TASK DETAILS – With the line containing "assert_eq!(round.project_id(), task.project_id);" as the starting point, output the remaining lines of the data exactly as they are, through the last.

#### MATERIAL FOR THIS EXERCISE

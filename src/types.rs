use std::fmt;
use std::str::FromStr;

use chrono::NaiveDate;
use serde::{Deserialize, Serialize};
use uuid::Uuid;

#[derive(Debug, Clone, Serialize, Deserialize, Eq, PartialEq)]
pub struct Project {
    pub id: Uuid,
    pub name: String,
    pub color: String,
    pub description: Option<String>,
}

#[derive(Debug, Clone, Serialize, Deserialize, Eq, PartialEq)]
pub struct NewProject {
    pub name: String,
    pub color: String,
    pub description: Option<String>,
}

#[derive(Debug, Clone, Serialize, Deserialize, Eq, PartialEq)]
pub struct Status {
    pub id: Uuid,
    pub project_id: Uuid,
    pub name: String,
    pub color: String,
    pub position: i64,
}

/// Columns seeded into a project that has none yet.
pub const DEFAULT_STATUSES: [(&str, &str, i64); 4] = [
    ("To Do", "#6b7280", 0),
    ("In Progress", "#0ea5e9", 1),
    ("Review", "#8b5cf6", 2),
    ("Done", "#22c55e", 3),
];

#[derive(Debug, Clone, Copy, Serialize, Deserialize, Eq, PartialEq, Default, Hash)]
#[serde(rename_all = "lowercase")]
pub enum Priority {
    Low,
    #[default]
    Medium,
    High,
    Urgent,
}

impl Priority {
    pub fn as_str(self) -> &'static str {
        match self {
            Priority::Low => "low",
            Priority::Medium => "medium",
            Priority::High => "high",
            Priority::Urgent => "urgent",
        }
    }
}

impl FromStr for Priority {
    type Err = ();

    fn from_str(value: &str) -> Result<Self, Self::Err> {
        match value.trim().to_ascii_lowercase().as_str() {
            "low" => Ok(Self::Low),
            "medium" | "normal" => Ok(Self::Medium),
            "high" => Ok(Self::High),
            "urgent" => Ok(Self::Urgent),
            _ => Err(()),
        }
    }
}

impl fmt::Display for Priority {
    fn fmt(&self, f: &mut fmt::Formatter<'_>) -> fmt::Result {
        f.write_str(self.as_str())
    }
}

#[derive(Debug, Clone, Serialize, Deserialize, Eq, PartialEq)]
pub struct Assignee {
    pub email: String,
    pub full_name: Option<String>,
}

impl Assignee {
    /// Two-letter badge shown on a card.
    pub fn initials(&self) -> String {
        let source = self
            .full_name
            .as_deref()
            .map(str::trim)
            .filter(|name| !name.is_empty())
            .unwrap_or(self.email.as_str());
        source.chars().take(2).collect::<String>().to_uppercase()
    }
}

#[derive(Debug, Clone, Serialize, Deserialize, Eq, PartialEq)]
pub struct Task {
    pub id: Uuid,
    pub project_id: Uuid,
    pub title: String,
    pub description: Option<String>,
    #[serde(default)]
    pub priority: Priority,
    pub due_date: Option<NaiveDate>,
    pub status_id: Option<Uuid>,
    #[serde(default)]
    pub assignee: Option<Assignee>,
    pub position: i64,
}

#[derive(Debug, Clone, Serialize, Deserialize, Eq, PartialEq)]
pub struct NewTask {
    pub title: String,
    pub description: Option<String>,
    pub priority: Priority,
    pub due_date: Option<NaiveDate>,
    pub status_id: Option<Uuid>,
}

/// Partial update for a task. `None` leaves the field untouched; the nested
/// options on nullable fields distinguish "clear" from "keep".
#[derive(Debug, Clone, Default, Serialize, Deserialize, Eq, PartialEq)]
pub struct TaskPatch {
    pub title: Option<String>,
    pub description: Option<Option<String>>,
    pub priority: Option<Priority>,
    pub due_date: Option<Option<NaiveDate>>,
    pub status_id: Option<Option<Uuid>>,
    pub position: Option<i64>,
}

impl TaskPatch {
    pub fn is_empty(&self) -> bool {
        self.title.is_none()
            && self.description.is_none()
            && self.priority.is_none()
            && self.due_date.is_none()
            && self.status_id.is_none()
            && self.position.is_none()
    }

    pub fn apply_to(&self, task: &mut Task) {
        if let Some(title) = &self.title {
            task.title = title.clone();
        }
        if let Some(description) = &self.description {
            task.description = description.clone();
        }
        if let Some(priority) = self.priority {
            task.priority = priority;
        }
        if let Some(due_date) = self.due_date {
            task.due_date = due_date;
        }
        if let Some(status_id) = self.status_id {
            task.status_id = status_id;
        }
        if let Some(position) = self.position {
            task.position = position;
        }
    }
}

/// A change notification scoped to one project. Task events carry the full
/// snapshot; deletes carry only the identifier.
#[derive(Debug, Clone, Serialize, Deserialize, Eq, PartialEq)]
#[serde(tag = "type", content = "data")]
pub enum ChangeEvent {
    TaskCreated(Task),
    TaskUpdated(Task),
    TaskDeleted { id: Uuid, project_id: Uuid },
    StatusCreated(Status),
    StatusUpdated(Status),
}

impl ChangeEvent {
    pub fn project_id(&self) -> Uuid {
        match self {
            ChangeEvent::TaskCreated(task) | ChangeEvent::TaskUpdated(task) => task.project_id,
            ChangeEvent::TaskDeleted { project_id, .. } => *project_id,
            ChangeEvent::StatusCreated(status) | ChangeEvent::StatusUpdated(status) => {
                status.project_id
            }
        }
    }

    pub fn entity_id(&self) -> Uuid {
        match self {
            ChangeEvent::TaskCreated(task) | ChangeEvent::TaskUpdated(task) => task.id,
            ChangeEvent::TaskDeleted { id, .. } => *id,
            ChangeEvent::StatusCreated(status) | ChangeEvent::StatusUpdated(status) => status.id,
        }
    }

    pub fn kind(&self) -> &'static str {
        match self {
            ChangeEvent::TaskCreated(_) => "task_created",
            ChangeEvent::TaskUpdated(_) => "task_updated",
            ChangeEvent::TaskDeleted { .. } => "task_deleted",
            ChangeEvent::StatusCreated(_) => "status_created",
            ChangeEvent::StatusUpdated(_) => "status_updated",
        }
    }
}

#[cfg(test)]
mod tests {
    use super::*;

    fn sample_task() -> Task {
        Task {
            id: Uuid::new_v4(),
            project_id: Uuid::new_v4(),
            title: "Write release notes".to_string(),
            description: None,
            priority: Priority::default(),
            due_date: None,
            status_id: None,
            assignee: None,
            position: 0,
        }
    }

    #[test]
    fn test_priority_defaults_to_medium() {
        assert_eq!(Priority::default(), Priority::Medium);
    }

    #[test]
    fn test_priority_from_str() {
        assert_eq!(Priority::from_str("LOW"), Ok(Priority::Low));
        assert_eq!(Priority::from_str("  urgent "), Ok(Priority::Urgent));
        assert_eq!(Priority::from_str("normal"), Ok(Priority::Medium));
        assert_eq!(Priority::from_str("critical"), Err(()));
    }

    #[test]
    fn test_priority_serializes_lowercase() {
        let json = serde_json::to_string(&Priority::High).unwrap();
        assert_eq!(json, "\"high\"");
    }

    #[test]
    fn test_assignee_initials_prefer_full_name() {
        let assignee = Assignee {
            email: "sam@example.com".to_string(),
            full_name: Some("ada lovelace".to_string()),
        };
        assert_eq!(assignee.initials(), "AD");

        let anonymous = Assignee {
            email: "sam@example.com".to_string(),
            full_name: Some("   ".to_string()),
        };
        assert_eq!(anonymous.initials(), "SA");
    }

    #[test]
    fn test_task_patch_applies_only_present_fields() {
        let mut task = sample_task();
        task.description = Some("keep me".to_string());
        let status_id = Uuid::new_v4();

        let patch = TaskPatch {
            status_id: Some(Some(status_id)),
            position: Some(2048),
            ..TaskPatch::default()
        };
        patch.apply_to(&mut task);

        assert_eq!(task.status_id, Some(status_id));
        assert_eq!(task.position, 2048);
        assert_eq!(task.description.as_deref(), Some("keep me"));
        assert_eq!(task.title, "Write release notes");
    }

    #[test]
    fn test_task_patch_can_clear_nullable_fields() {
        let mut task = sample_task();
        task.status_id = Some(Uuid::new_v4());
        let patch = TaskPatch {
            status_id: Some(None),
            ..TaskPatch::default()
        };
        assert!(!patch.is_empty());
        patch.apply_to(&mut task);
        assert_eq!(task.status_id, None);
        assert!(TaskPatch::default().is_empty());
    }

    #[test]
    fn test_change_event_is_tagged() {
        let task = sample_task();
        let event = ChangeEvent::TaskDeleted {
            id: task.id,
            project_id: task.project_id,
        };
        let value = serde_json::to_value(&event).unwrap();
        assert_eq!(value["type"], "TaskDeleted");
        assert_eq!(value["data"]["id"], task.id.to_string());

        let round: ChangeEvent = serde_json::from_value(value).unwrap();
        assert_eq!(round.entity_id(), task.id);
        assert_eq!(round.project_id(), task.project_id);
        assert_eq!(round.kind(), "task_deleted");
    }
}
//! Storefront client.
//!
//! Runs a game's top-up form on top of the domain rules: inline validation,
//! debounced local drafts, package and payment selection, and order submission
//! through the order API. The presentation layer exposes front-end agnostic
//! view models; the `topup-player` binary drives everything from the command
//! line.

pub mod application;
pub mod cli;
pub mod config;
pub mod infrastructure;
pub mod ports;
pub mod state;
pub mod ui;

pub use application::services::{FormStatus, SubmitOutcome, TopupForm, TopupFormOptions};
pub use application::TopupError;
pub use config::{ConfigError, PlayerConfig};
pub use state::Platform;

########

SOLVED EXERCISE –
        assert_eq!(round.project_id(), task.project_id);
        assert_eq!(round.kind(), "task_deleted");
    }
}
//! Storefront client.
//!
//! Runs a game's top-up form on top of the domain rules: inline validation,
//! debounced local drafts, package and payment selection, and order submission
//! through the order API. The presentation layer exposes front-end agnostic
//! view models; the `topup-player` binary drives everything from the command
//! line.

pub mod application;
pub mod cli;
pub mod config;
pub mod infrastructure;
pub mod ports;
pub mod state;
pub mod ui;

pub use application::services::{FormStatus, SubmitOutcome, TopupForm, TopupFormOptions};
pub use application::TopupError;
pub use config::{ConfigError, PlayerConfig};
pub use state::Platform;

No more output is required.